Any negative effects the airline kept at bay will now feed directly into the system. Unemployment feeds into insecurity. Perceptions of disorganisation feed into insecurity. Let any newspaper now make an outlandish claim that Zimbabweans are so backward that not a single person there is trainable to become a pilot; who is to dispute that. Let anyone suggest the need for a civilising mission as they claimed in the colonial era, what do we have as an affront to that? Any charge of mismanagement of affairs is no longer unsustainable without the airline as our highly visible counter-argument. Those who know what is at stake will understand what I mean when I say losing the airline is very much the equivalent of giving our detractors our newspapers, radio and TV station.
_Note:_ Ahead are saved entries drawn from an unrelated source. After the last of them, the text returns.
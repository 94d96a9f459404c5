//! Modgraph core library.
//!
//! Compiles declarative module descriptors (Go binaries and JavaScript
//! bundles) into a graph of build actions and writes it as a Ninja file.
//!
//! - [`manifest`] loads a `Modfile` into the [`ast`] types.
//! - [`sources`] resolves glob patterns and classifies test files.
//! - [`modules`] compiles one descriptor into [`plan::BuildAction`]s using
//!   the [`rules`] catalog and the [`layout`] output paths.
//! - [`plan`] runs the module compilers in parallel and aggregates results.
//! - [`ninja_gen`] renders a plan; [`cli`], [`config`] and [`runner`] drive
//!   the binary.

pub mod ast;
pub mod cli;
pub mod config;
pub mod layout;
pub mod manifest;
pub mod modules;
pub mod ninja_gen;
pub mod plan;
pub mod rules;
pub mod runner;
pub mod sources;
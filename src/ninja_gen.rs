//! Ninja file generator.
//!
//! This module converts a [`BuildPlan`] into the textual representation
//! expected by the Ninja build system. Rules are written in catalog order,
//! build statements in emission order, so identical plans always produce
//! identical files.

use crate::plan::{BuildAction, BuildPlan};
use crate::rules::{Rule, RuleCatalog};
use camino::Utf8PathBuf;
use indexmap::IndexSet;
use itertools::Itertools;
use std::fmt::{self, Display, Formatter};

macro_rules! write_kv {
    ($f:expr, $key:expr, $val:expr) => {
        writeln!($f, "  {} = {}", $key, escape_value($val))?
    };
}

/// Generate a Ninja build file as a string.
///
/// # Examples
///
/// ```
/// use modgraph::ninja_gen::generate;
/// use modgraph::plan::BuildPlan;
/// use modgraph::rules::RuleCatalog;
///
/// assert_eq!(generate(&BuildPlan::default(), &RuleCatalog::standard()), "");
/// ```
#[must_use]
pub fn generate(plan: &BuildPlan, catalog: &RuleCatalog) -> String {
    NinjaFile { plan, catalog }.to_string()
}

/// Escape a path for use in a `build` or `default` line.
fn escape_path(path: &str) -> String {
    path.replace('$', "$$")
        .replace(' ', "$ ")
        .replace(':', "$:")
}

/// Escape a variable value. Placeholders in rule templates are not values
/// and are written verbatim.
fn escape_value(value: &str) -> String {
    value.replace('$', "$$")
}

/// Convert a slice of paths into a space-separated, escaped string.
fn join(paths: &[Utf8PathBuf]) -> String {
    paths.iter().map(|p| escape_path(p.as_str())).join(" ")
}

struct NinjaFile<'a> {
    plan: &'a BuildPlan,
    catalog: &'a RuleCatalog,
}

impl Display for NinjaFile<'_> {
    fn fmt(&self, f: &mut Formatter<'_>) -> fmt::Result {
        let used: IndexSet<_> = self.plan.actions().iter().map(|a| a.rule).collect();
        for rule in self.catalog.iter().filter(|r| used.contains(&r.id())) {
            write!(f, "{}", DisplayRule(rule))?;
        }
        for action in self.plan.actions() {
            write!(
                f,
                "{}",
                DisplayAction {
                    action,
                    rule: self.catalog.get(action.rule),
                }
            )?;
        }
        let defaults: IndexSet<_> = self
            .plan
            .actions()
            .iter()
            .filter(|a| !a.optional)
            .flat_map(|a| &a.outputs)
            .map(|p| escape_path(p.as_str()))
            .collect();
        if !defaults.is_empty() {
            writeln!(f, "default {}", defaults.iter().join(" "))?;
        }
        Ok(())
    }
}

/// Wrapper struct to display a rule.
struct DisplayRule<'a>(&'a Rule);

impl Display for DisplayRule<'_> {
    fn fmt(&self, f: &mut Formatter<'_>) -> fmt::Result {
        writeln!(f, "rule {}", self.0.name())?;
        writeln!(f, "  command = {}", self.0.command())?;
        writeln!(f, "  description = {}", self.0.description())?;
        writeln!(f)
    }
}

/// Wrapper struct to display a build statement.
struct DisplayAction<'a> {
    action: &'a BuildAction,
    rule: &'a Rule,
}

impl Display for DisplayAction<'_> {
    fn fmt(&self, f: &mut Formatter<'_>) -> fmt::Result {
        write!(f, "build {}: {}", join(&self.action.outputs), self.rule.name())?;
        if !self.action.implicits.is_empty() {
            write!(f, " | {}", join(&self.action.implicits))?;
        }
        writeln!(f)?;
        write_kv!(f, "description", &self.action.description);
        for (key, value) in &self.action.arguments {
            write_kv!(f, key, value);
        }
        writeln!(f)
    }
}
//! CLI parsing helpers for clap value parsers.

pub(super) fn parse_jobs(s: &str) -> Result<usize, String> {
    let value: usize = s
        .parse()
        .map_err(|_| format!("{s} is not a valid number"))?;
    if (1..=super::MAX_JOBS).contains(&value) {
        Ok(value)
    } else {
        Err(format!("jobs must be between 1 and {}", super::MAX_JOBS))
    }
}

/// Accept a single non-empty path segment, such as an output namespace.
pub(super) fn parse_segment(s: &str) -> Result<String, String> {
    let trimmed = s.trim();
    if trimmed.is_empty() {
        return Err("value must not be empty".into());
    }
    if trimmed.contains(['/', '\\']) || trimmed == "." || trimmed == ".." {
        return Err(format!("'{trimmed}' must be a single path segment"));
    }
    Ok(trimmed.to_owned())
}

/// Accept a test-file marker. Markers match the end of a file stem, so they
/// cannot contain separators or dots.
pub(super) fn parse_marker(s: &str) -> Result<String, String> {
    if s.is_empty() {
        return Err("test marker must not be empty".into());
    }
    if s.contains(['/', '\\', '.']) {
        return Err(format!("test marker '{s}' must not contain '/', '\\' or '.'"));
    }
    Ok(s.to_owned())
}

#[cfg(test)]
mod tests {
    use super::*;
    use rstest::rstest;

    #[rstest]
    #[case("1", Ok(1))]
    #[case("64", Ok(64))]
    #[case("0", Err(()))]
    #[case("65", Err(()))]
    #[case("many", Err(()))]
    fn jobs_are_bounded(#[case] raw: &str, #[case] expected: Result<usize, ()>) {
        assert_eq!(parse_jobs(raw).map_err(|_| ()), expected);
    }

    #[rstest]
    #[case("bood", true)]
    #[case(" acme ", true)]
    #[case("", false)]
    #[case("a/b", false)]
    #[case("..", false)]
    fn segments_are_single_components(#[case] raw: &str, #[case] ok: bool) {
        assert_eq!(parse_segment(raw).is_ok(), ok);
    }

    #[rstest]
    #[case("_test", true)]
    #[case(".spec", false)]
    #[case("", false)]
    fn markers_reject_separators(#[case] raw: &str, #[case] ok: bool) {
        assert_eq!(parse_marker(raw).is_ok(), ok);
    }
}
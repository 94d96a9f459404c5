//! Filesystem-backed glob expansion.
use super::{GlobWalker, MATCH_OPTIONS, SourceError, normalize, validate::validate_brace_matching};
use camino::{Utf8Path, Utf8PathBuf};
use cap_std::{ambient_authority, fs::Dir};
use std::path::PathBuf;

/// Expands patterns against the real filesystem beneath a workspace root.
///
/// Matches are reported relative to the root so the generated graph can be
/// executed from the workspace directory. Directories are skipped.
#[derive(Debug)]
pub struct FsWalker {
    root: Utf8PathBuf,
    dir: Dir,
}

impl FsWalker {
    /// Open `root` as the base directory for relative patterns.
    ///
    /// # Errors
    ///
    /// Returns an I/O error when the directory cannot be opened.
    pub fn open(root: impl Into<Utf8PathBuf>) -> std::io::Result<Self> {
        let root_path = root.into();
        let dir = Dir::open_ambient_dir(root_path.as_std_path(), ambient_authority())?;
        Ok(Self {
            root: root_path,
            dir,
        })
    }

    /// The workspace root this walker resolves against.
    #[must_use]
    pub fn root(&self) -> &Utf8Path {
        &self.root
    }

    fn rooted_pattern(&self, pattern: &str) -> String {
        if Utf8Path::new(pattern).is_absolute() || normalize::is_current_dir(&self.root) {
            return pattern.to_owned();
        }
        let base = glob::Pattern::escape(self.root.as_str().trim_end_matches('/'));
        format!("{base}/{pattern}")
    }

    fn relativise(&self, path: Utf8PathBuf) -> Utf8PathBuf {
        if normalize::is_current_dir(&self.root) {
            return path;
        }
        match path.strip_prefix(&self.root) {
            Ok(rel) => rel.to_path_buf(),
            Err(_) => path,
        }
    }

    fn process_entry(
        &self,
        entry: Result<PathBuf, glob::GlobError>,
        pattern: &str,
    ) -> Result<Option<Utf8PathBuf>, SourceError> {
        let path = entry.map_err(|e| SourceError::io(pattern, e.to_string()))?;
        let utf_path = Utf8PathBuf::try_from(path)
            .map_err(|_| SourceError::io(pattern, "glob matched a non-UTF-8 path"))?;
        let rel = self.relativise(utf_path.clone());
        let is_file = fetch_metadata(&self.dir, &rel)
            .map(|m| m.is_file())
            .or_else(|_| escaped_is_file(&utf_path))
            .map_err(|e| SourceError::io(pattern, e.to_string()))?;
        if !is_file {
            return Ok(None);
        }
        let rel_path = rel.as_str().strip_prefix("./").unwrap_or(rel.as_str());
        Ok(Some(Utf8PathBuf::from(rel_path.replace('\\', "/"))))
    }
}

impl GlobWalker for FsWalker {
    fn expand(&self, pattern: &str) -> Result<Vec<Utf8PathBuf>, SourceError> {
        validate_brace_matching(pattern)?;
        let rooted = self.rooted_pattern(&normalize::force_literal_escapes(pattern));
        let entries = glob::glob_with(&rooted, MATCH_OPTIONS)
            .map_err(|e| SourceError::invalid(pattern, e.to_string()))?;
        let mut paths = Vec::new();
        for entry in entries {
            if let Some(path) = self.process_entry(entry, pattern)? {
                paths.push(path);
            }
        }
        Ok(paths)
    }
}

fn fetch_metadata(root: &Dir, path: &Utf8Path) -> std::io::Result<cap_std::fs::Metadata> {
    if path.is_absolute() {
        let stripped = path.as_str().trim_start_matches(['/', '\\']);
        let fs_root = Dir::open_ambient_dir("/", ambient_authority())?;
        if stripped.is_empty() {
            fs_root.metadata(".")
        } else {
            fs_root.metadata(stripped)
        }
    } else {
        root.metadata(path.as_std_path())
    }
}

/// Symlinks that leave the workspace are refused by the capability handle;
/// follow them through the ambient filesystem instead.
fn escaped_is_file(path: &Utf8Path) -> std::io::Result<bool> {
    std::fs::metadata(path.as_std_path()).map(|m| m.is_file())
}
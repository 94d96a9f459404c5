pub(crate) const YAML_HINTS: [(&str, &str); 5] = [
    (
        "did not find expected '-'",
        "Start list items with '-' and ensure proper indentation.",
    ),
    (
        "expected ':'",
        "Ensure each key is followed by ':' separating key and value.",
    ),
    (
        "mapping values are not allowed",
        "Check for a stray ':' or quote glob patterns such as \"*.go\".",
    ),
    (
        "found character that cannot start any token",
        "Quote patterns starting with '*', '[' or '{'; YAML reserves those characters.",
    ),
    (
        "unknown escape character",
        "Use single quotes for patterns containing '\\' escapes.",
    ),
];

pub(crate) const DATA_HINTS: [(&str, &str); 4] = [
    (
        "unknown variant",
        "Module `kind` must be `go_binary` or `js_bundle`.",
    ),
    (
        "missing field `kind`",
        "Every module needs a `kind` key.",
    ),
    (
        "unknown field",
        "Module properties are camelCase, e.g. `testPkg`, `srcsExclude`, `vendorFirst`.",
    ),
    (
        "modgraph_version",
        "Declare the format version at the top, e.g. `modgraph_version: \"1.0.0\"`.",
    ),
];
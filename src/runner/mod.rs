//! CLI execution and command dispatch logic.
//!
//! This module keeps `main` minimal by providing a single entry point that
//! loads the manifest, plans the build and hands the result to the selected
//! command.

mod error;

pub use error::RunnerError;

use crate::ast::Manifest;
use crate::cli::{Cli, Commands};
use crate::config::Config;
use crate::modules::CompileContext;
use crate::plan::{BuildAction, BuildPlan, Planner};
use crate::rules::RuleCatalog;
use crate::sources::{FsWalker, SourceResolver};
use crate::{manifest, ninja_gen};
use anyhow::{Context, Result};
use camino::Utf8Path;
use indexmap::IndexSet;
use serde::Serialize;
use std::fs;
use std::io::{self, Write};
use tracing::{debug, error, info};

/// Path argument that selects stdout.
pub const STDOUT_PATH: &str = "-";

/// Execute the parsed [`Cli`] command.
///
/// # Errors
///
/// Returns an error if the manifest cannot be loaded, if output cannot be
/// written, or with [`RunnerError::ModulesFailed`] when any module failed.
pub fn run(cli: &Cli) -> Result<()> {
    let config = Config::from_cli(cli);
    let catalog = RuleCatalog::standard();
    let manifest = load_manifest(&config)?;
    let plan = plan_build(&config, &catalog, &manifest)?;
    let outcome = report_module_errors(&plan, manifest.modules.len());

    match cli.command.clone().unwrap_or(Commands::Generate { file: None }) {
        Commands::Generate { file } => {
            if outcome.is_err() && !config.keep_going {
                return outcome;
            }
            let ninja = ninja_gen::generate(&plan, &catalog);
            match file {
                Some(path) if path == STDOUT_PATH => write_stdout(&ninja)?,
                Some(path) => write_file(&config.resolve(&path), &ninja)?,
                None => write_file(&config.default_ninja_path(), &ninja)?,
            }
        }
        Commands::Plan => {
            let json = serde_json::to_string_pretty(&PlanReport::new(&plan))
                .context("failed to serialise build plan")?;
            write_stdout(&format!("{json}\n"))?;
        }
        Commands::Check => {
            if outcome.is_ok() {
                info!(
                    modules = manifest.modules.len(),
                    actions = plan.actions().len(),
                    "all modules compiled"
                );
            }
        }
    }
    outcome
}

fn load_manifest(config: &Config) -> Result<Manifest> {
    if !config.manifest.is_file() {
        return Err(RunnerError::ManifestNotFound {
            path: config.manifest.clone(),
        }
        .into());
    }
    let manifest = manifest::from_path(&config.manifest)
        .with_context(|| format!("loading manifest {}", config.manifest))?;
    if tracing::enabled!(tracing::Level::DEBUG) {
        let ast_json = serde_json::to_string_pretty(&manifest)
            .context("failed to serialise manifest")?;
        debug!("AST:\n{ast_json}");
    }
    Ok(manifest)
}

fn plan_build(config: &Config, catalog: &RuleCatalog, manifest: &Manifest) -> Result<BuildPlan> {
    let walker = FsWalker::open(config.workspace.clone())
        .with_context(|| format!("failed to open workspace {}", config.workspace))?;
    let ctx = CompileContext {
        catalog,
        layout: &config.layout,
        resolver: SourceResolver::new(&walker, &config.convention),
    };
    Ok(Planner::new(ctx)
        .with_jobs(config.jobs)
        .plan(&manifest.modules))
}

/// Log every module error and summarise them as one failure.
fn report_module_errors(plan: &BuildPlan, total: usize) -> Result<()> {
    for err in plan.errors() {
        error!(module = err.module(), error = %err, "module failed");
    }
    let failed: IndexSet<_> = plan.errors().iter().map(|e| e.module()).collect();
    if failed.is_empty() {
        Ok(())
    } else {
        Err(RunnerError::ModulesFailed {
            failed: failed.len(),
            total,
        }
        .into())
    }
}

fn write_stdout(content: &str) -> Result<()> {
    let mut out = io::stdout().lock();
    out.write_all(content.as_bytes())
        .and_then(|()| out.flush())
        .context("failed to write to stdout")
}

/// Write `content` to `path` and log the file's location.
fn write_file(path: &Utf8Path, content: &str) -> Result<()> {
    if let Some(parent) = path.parent().filter(|p| !p.as_str().is_empty()) {
        fs::create_dir_all(parent)
            .with_context(|| format!("failed to create parent directory {parent}"))?;
    }
    fs::write(path, content).with_context(|| format!("failed to write Ninja file to {path}"))?;
    info!("Generated Ninja file at {path}");
    Ok(())
}

/// JSON view of a plan; errors are rendered to their messages.
#[derive(Debug, Serialize)]
struct PlanReport<'a> {
    actions: &'a [BuildAction],
    errors: Vec<ErrorReport<'a>>,
    colliding_outputs: Vec<camino::Utf8PathBuf>,
}

#[derive(Debug, Serialize)]
struct ErrorReport<'a> {
    module: &'a str,
    message: String,
}

impl<'a> PlanReport<'a> {
    fn new(plan: &'a BuildPlan) -> Self {
        Self {
            actions: plan.actions(),
            errors: plan
                .errors()
                .iter()
                .map(|e| ErrorReport {
                    module: e.module(),
                    message: e.to_string(),
                })
                .collect(),
            colliding_outputs: plan.colliding_outputs(),
        }
    }
}
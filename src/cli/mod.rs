//! Command line interface definition using clap.
//!
//! This module defines the [`Cli`] structure and its subcommands.

use camino::Utf8PathBuf;
use clap::{Parser, Subcommand};

use crate::layout::{DEFAULT_BASE_DIR, DEFAULT_NAMESPACE};
use crate::manifest::DEFAULT_MANIFEST;
use crate::sources::DEFAULT_TEST_MARKER;

mod parsing;

use parsing::{parse_jobs, parse_marker, parse_segment};

/// Maximum number of jobs accepted by the CLI.
const MAX_JOBS: usize = 64;

/// Compile module descriptors into a Ninja build graph.
#[derive(Debug, Clone, Parser)]
#[command(author, version, about, long_about = None)]
pub struct Cli {
    /// Path to the manifest file to use.
    #[arg(short, long, value_name = "FILE", default_value = DEFAULT_MANIFEST)]
    pub file: Utf8PathBuf,

    /// Run as if started in this directory.
    ///
    /// Source patterns, the manifest path and output paths are resolved
    /// against it.
    #[arg(short = 'C', long, value_name = "DIR")]
    pub directory: Option<Utf8PathBuf>,

    /// Base directory for build outputs, relative to the workspace.
    #[arg(short, long = "out-dir", value_name = "DIR", default_value = DEFAULT_BASE_DIR)]
    pub out_dir: Utf8PathBuf,

    /// Namespace segment inserted below each output category.
    #[arg(long, value_name = "NAME", default_value = DEFAULT_NAMESPACE, value_parser = parse_segment)]
    pub namespace: String,

    /// Suffix of a file stem that marks it as a test file.
    #[arg(long, value_name = "SUFFIX", default_value = DEFAULT_TEST_MARKER, value_parser = parse_marker)]
    pub test_marker: String,

    /// Set the number of modules compiled in parallel.
    ///
    /// Values must be between 1 and 64.
    #[arg(short, long, value_name = "N", value_parser = parse_jobs)]
    pub jobs: Option<usize>,

    /// Write the Ninja file for the modules that compiled even when others
    /// failed. The exit status still reports the failure.
    #[arg(short, long)]
    pub keep_going: bool,

    /// Enable verbose diagnostic logging.
    #[arg(short, long)]
    pub verbose: bool,

    /// Optional subcommand to execute; defaults to `generate` when omitted.
    #[command(subcommand)]
    pub command: Option<Commands>,
}

impl Cli {
    /// Apply the default command if none was specified.
    #[must_use]
    pub fn with_default_command(mut self) -> Self {
        if self.command.is_none() {
            self.command = Some(Commands::Generate { file: None });
        }
        self
    }
}

impl Default for Cli {
    fn default() -> Self {
        Self {
            file: Utf8PathBuf::from(DEFAULT_MANIFEST),
            directory: None,
            out_dir: Utf8PathBuf::from(DEFAULT_BASE_DIR),
            namespace: DEFAULT_NAMESPACE.to_owned(),
            test_marker: DEFAULT_TEST_MARKER.to_owned(),
            jobs: None,
            keep_going: false,
            verbose: false,
            command: None,
        }
        .with_default_command()
    }
}

/// Available top-level commands.
#[derive(Debug, Subcommand, PartialEq, Eq, Clone)]
pub enum Commands {
    /// Write the Ninja file.
    Generate {
        /// Output path for the generated Ninja file; `<out-dir>/build.ninja`
        /// when omitted.
        ///
        /// Use `-` to write to stdout.
        #[arg(value_name = "FILE")]
        file: Option<Utf8PathBuf>,
    },

    /// Print the build plan as JSON.
    Plan,

    /// Resolve every module and report errors without writing anything.
    Check,
}
//! Build plan: the actions emitted for a set of modules and the errors of
//! the modules that could not be compiled.
//!
//! The plan is backend-agnostic. [`crate::ninja_gen`] turns it into a Ninja
//! file, and it serialises to JSON for inspection.
//!
//! # Examples
//!
//! ```
//! use modgraph::plan::{ActionSink, BuildAction, BuildPlan};
//! use modgraph::rules::RuleId;
//!
//! let action = BuildAction::new(RuleId::Bundle, "out/js/bood/app.js", "Bundle app")
//!     .with_arg("workDir", ".")
//!     .with_arg("input", "app.js")
//!     .with_arg("output", "out/js/bood/app.js");
//! let mut plan = BuildPlan::default();
//! plan.accept("app", vec![action]);
//! assert_eq!(plan.actions().len(), 1);
//! assert!(plan.errors().is_empty());
//! ```

use camino::Utf8PathBuf;
use indexmap::{IndexMap, IndexSet};
use serde::Serialize;
use tracing::warn;

use crate::rules::RuleId;

mod errors;
mod planner;

pub use errors::ModuleError;
pub use planner::Planner;

/// Outcome of compiling one module: all of its actions or all of its errors.
pub type ModuleResult = Result<Vec<BuildAction>, Vec<ModuleError>>;

/// One unit of work: a rule bound to concrete outputs and arguments.
///
/// `implicits` only order the graph; they are never passed to the command
/// positionally. Actions are not mutated once emitted.
#[derive(Debug, Clone, PartialEq, Eq, Serialize)]
pub struct BuildAction {
    /// Rule the action instantiates.
    pub rule: RuleId,
    /// Files the action produces. Never empty.
    pub outputs: Vec<Utf8PathBuf>,
    /// Files that must be up to date before the action runs.
    pub implicits: Vec<Utf8PathBuf>,
    /// Values bound to the rule's placeholders, in binding order.
    pub arguments: IndexMap<String, String>,
    /// Human-readable summary for logs.
    pub description: String,
    /// Excluded from the default target set.
    pub optional: bool,
}

impl BuildAction {
    /// Start an action producing `output` with `rule`.
    #[must_use]
    pub fn new(
        rule: RuleId,
        output: impl Into<Utf8PathBuf>,
        description: impl Into<String>,
    ) -> Self {
        Self {
            rule,
            outputs: vec![output.into()],
            implicits: Vec::new(),
            arguments: IndexMap::new(),
            description: description.into(),
            optional: false,
        }
    }

    /// Append ordering-only dependencies.
    #[must_use]
    pub fn with_implicits(mut self, paths: impl IntoIterator<Item = Utf8PathBuf>) -> Self {
        self.implicits.extend(paths);
        self
    }

    /// Bind `value` to the placeholder `key`.
    #[must_use]
    pub fn with_arg(mut self, key: &str, value: impl Into<String>) -> Self {
        self.arguments.insert(key.to_owned(), value.into());
        self
    }

    /// Exclude the action from the default target set.
    #[must_use]
    pub const fn mark_optional(mut self) -> Self {
        self.optional = true;
        self
    }

    /// Argument bound to `key`, if any.
    #[must_use]
    pub fn argument(&self, key: &str) -> Option<&str> {
        self.arguments.get(key).map(String::as_str)
    }
}

/// Receives compiled modules. This is the hand-off point to whatever
/// ingests the graph; implementations are driven from a single thread.
pub trait ActionSink {
    /// Take ownership of every action of `module`.
    fn accept(&mut self, module: &str, actions: Vec<BuildAction>);

    /// Record an error of a module that emitted nothing.
    fn reject(&mut self, error: ModuleError);
}

/// Forward one module's result to `sink`, all or nothing.
pub fn emit(sink: &mut dyn ActionSink, module: &str, result: ModuleResult) {
    match result {
        Ok(actions) => sink.accept(module, actions),
        Err(errors) => {
            for error in errors {
                sink.reject(error);
            }
        }
    }
}

/// Aggregate result of planning a build.
///
/// Callers decide whether any module error is fatal; the actions of
/// unaffected modules are always present.
#[derive(Debug, Clone, Default, PartialEq, Eq)]
pub struct BuildPlan {
    actions: Vec<BuildAction>,
    errors: Vec<ModuleError>,
}

impl BuildPlan {
    /// Emitted actions in module order, then emission order.
    #[must_use]
    pub fn actions(&self) -> &[BuildAction] {
        &self.actions
    }

    /// Errors of modules that emitted nothing.
    #[must_use]
    pub fn errors(&self) -> &[ModuleError] {
        &self.errors
    }

    /// Returns `true` when no module failed.
    #[must_use]
    pub fn is_ok(&self) -> bool {
        self.errors.is_empty()
    }

    /// Actions whose rule is `rule`.
    pub fn actions_for(&self, rule: RuleId) -> impl Iterator<Item = &BuildAction> {
        self.actions.iter().filter(move |a| a.rule == rule)
    }

    /// Outputs produced by more than one action, in first-seen order.
    ///
    /// Tested modules share a single report path, so these are expected
    /// whenever two modules run tests.
    #[must_use]
    pub fn colliding_outputs(&self) -> Vec<Utf8PathBuf> {
        let mut seen = IndexSet::new();
        let mut dups = IndexSet::new();
        for output in self.actions.iter().flat_map(|a| &a.outputs) {
            if !seen.insert(output) {
                dups.insert(output.clone());
            }
        }
        dups.into_iter().collect()
    }

    /// Split into actions and errors.
    #[must_use]
    pub fn into_parts(self) -> (Vec<BuildAction>, Vec<ModuleError>) {
        (self.actions, self.errors)
    }
}

impl ActionSink for BuildPlan {
    fn accept(&mut self, module: &str, actions: Vec<BuildAction>) {
        for action in &actions {
            for output in &action.outputs {
                if self.actions.iter().any(|a| a.outputs.contains(output)) {
                    warn!(
                        module,
                        output = %output,
                        "output already produced by another module; the last writer wins",
                    );
                }
            }
        }
        self.actions.extend(actions);
    }

    fn reject(&mut self, error: ModuleError) {
        self.errors.push(error);
    }
}
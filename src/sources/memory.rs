//! In-memory file tree for tests and dry runs.
use super::{GlobWalker, MATCH_OPTIONS, SourceError, normalize, validate::validate_brace_matching};
use camino::Utf8PathBuf;
use std::collections::BTreeSet;

/// A fixed set of file paths that patterns are matched against.
///
/// Paths are kept sorted, mirroring the per-directory ordering of the
/// filesystem walker.
///
/// # Examples
///
/// ```
/// use modgraph::sources::{GlobWalker, MemoryTree};
///
/// let tree = MemoryTree::new(["main.go", "main_test.go", "README.md"]);
/// let matches = tree.expand("*.go").expect("valid pattern");
/// assert_eq!(matches.len(), 2);
/// ```
#[derive(Debug, Clone, Default, PartialEq, Eq)]
pub struct MemoryTree {
    files: BTreeSet<Utf8PathBuf>,
}

impl MemoryTree {
    /// Build a tree from the given file paths.
    pub fn new<I, P>(files: I) -> Self
    where
        I: IntoIterator<Item = P>,
        P: Into<Utf8PathBuf>,
    {
        Self {
            files: files.into_iter().map(Into::into).collect(),
        }
    }

    /// Add a single file to the tree.
    pub fn insert(&mut self, path: impl Into<Utf8PathBuf>) {
        self.files.insert(path.into());
    }

    /// Number of files in the tree.
    #[must_use]
    pub fn len(&self) -> usize {
        self.files.len()
    }

    /// Returns `true` when the tree holds no files.
    #[must_use]
    pub fn is_empty(&self) -> bool {
        self.files.is_empty()
    }
}

impl GlobWalker for MemoryTree {
    fn expand(&self, pattern: &str) -> Result<Vec<Utf8PathBuf>, SourceError> {
        validate_brace_matching(pattern)?;
        let compiled = glob::Pattern::new(&normalize::force_literal_escapes(pattern))
            .map_err(|e| SourceError::invalid(pattern, e.to_string()))?;
        Ok(self
            .files
            .iter()
            .filter(|file| compiled.matches_with(file.as_str(), MATCH_OPTIONS))
            .cloned()
            .collect())
    }
}
//! Application entry point.
//!
//! Parses command-line arguments and delegates execution to [`runner::run`].

use clap::Parser;
use modgraph::{cli::Cli, runner};
use std::process::ExitCode;
use tracing::Level;
use tracing_subscriber::fmt;

fn main() -> ExitCode {
    let cli = Cli::parse().with_default_command();
    let max_level = if cli.verbose {
        Level::DEBUG
    } else {
        Level::ERROR
    };
    fmt()
        .with_max_level(max_level)
        .with_writer(std::io::stderr)
        .init();
    match runner::run(&cli) {
        Ok(()) => ExitCode::SUCCESS,
        Err(err) => {
            tracing::error!("runner failed: {err:#}");
            ExitCode::FAILURE
        }
    }
}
Having understood each other on this count, I am then insistent that an unequivocal demand should be made on our wealthy fellow nationalists to produce the money required to return the airline to the skies. The national airline is a strategic asset that should be as non-negotiable to the true nationalist as our armed forces are. I will also say something briefly about the missed opportunity that should not be missed again once the airline returns to the air. The concept of ‘strategic inflection points’ dictates that the airline industry is now a field of alliances, once the airline is operating again, the government must without delay negotiate partnerships with airlines from countries we have no bad blood with. The only stipulation should be that our aircraft retain the national colours and thus maintain the value the national airline has for national security.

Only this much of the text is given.